Return, exactly as written, every line from the first line of the data below through the line that contains "pub const PROTO_WIB_FRAME_SIZE: usize = 464;".

Dataset entries
§

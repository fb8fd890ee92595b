// Fragment header
pub const FRAGMENT_HEADER_MARKER: u32 = 0x1111_2222;
pub const FRAGMENT_HEADER_SIZE: usize = 72;

// Fragment type codes carried in the header
pub const FRAGMENT_TYPE_PROTO_WIB: u32 = 1;
pub const FRAGMENT_TYPE_WIB: u32 = 2;
pub const FRAGMENT_TYPE_DAPHNE: u32 = 3;
pub const FRAGMENT_TYPE_FW_TRIGGER_PRIMITIVE: u32 = 5;
pub const FRAGMENT_TYPE_TRIGGER_PRIMITIVE: u32 = 6;
pub const FRAGMENT_TYPE_TRIGGER_ACTIVITY: u32 = 7;
pub const FRAGMENT_TYPE_TRIGGER_CANDIDATE: u32 = 8;
pub const FRAGMENT_TYPE_WIB_ETH: u32 = 12;

// Trigger primitive layouts
pub const LEGACY_TP_SIZE: usize = 48;
pub const PACKED_TP_SIZE: usize = 32;

// WIB frame layouts
pub const CHANNELS_PER_LINK: usize = 256;
pub const PROTO_WIB_FRAME_SIZE: usize = 464;
pub const PROTO_WIB_HEADER_SIZE: usize = 16;
pub const PROTO_WIB_BLOCKS: usize = 4;
pub const PROTO_WIB_BLOCK_HEADER_SIZE: usize = 16;
pub const PROTO_WIB_BLOCK_CHANNELS: usize = 64;
pub const PROTO_WIB_ADC_BITS: usize = 12;
pub const WIB_FRAME_SIZE: usize = 472;
pub const WIB_HEADER_SIZE: usize = 16;
pub const WIB_ADC_BITS: usize = 14;
pub const WIB_ETH_FRAME_SIZE: usize = 7200;
pub const WIB_ETH_HEADER_SIZE: usize = 32;
pub const WIB_ETH_CHANNELS: usize = 64;
pub const WIB_ETH_TICKS: usize = 64;
/// Timestamp clock ticks between two consecutive ADC samples
pub const TICKS_PER_SAMPLE: u64 = 32;

/// The DAQ timestamp clock runs at 62.5 MHz
pub const NS_PER_TIMESTAMP_TICK: u64 = 16;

§

• [ANSWER AREA]:
repository fb8fd890ee92595b
// Fragment header
pub const FRAGMENT_HEADER_MARKER: u32 = 0x1111_2222;
pub const FRAGMENT_HEADER_SIZE: usize = 72;

// Fragment type codes carried in the header
pub const FRAGMENT_TYPE_PROTO_WIB: u32 = 1;
pub const FRAGMENT_TYPE_WIB: u32 = 2;
pub const FRAGMENT_TYPE_DAPHNE: u32 = 3;
pub const FRAGMENT_TYPE_FW_TRIGGER_PRIMITIVE: u32 = 5;
pub const FRAGMENT_TYPE_TRIGGER_PRIMITIVE: u32 = 6;
pub const FRAGMENT_TYPE_TRIGGER_ACTIVITY: u32 = 7;
pub const FRAGMENT_TYPE_TRIGGER_CANDIDATE: u32 = 8;
pub const FRAGMENT_TYPE_WIB_ETH: u32 = 12;

// Trigger primitive layouts
pub const LEGACY_TP_SIZE: usize = 48;
pub const PACKED_TP_SIZE: usize = 32;

// WIB frame layouts
pub const CHANNELS_PER_LINK: usize = 256;
pub const PROTO_WIB_FRAME_SIZE: usize = 464;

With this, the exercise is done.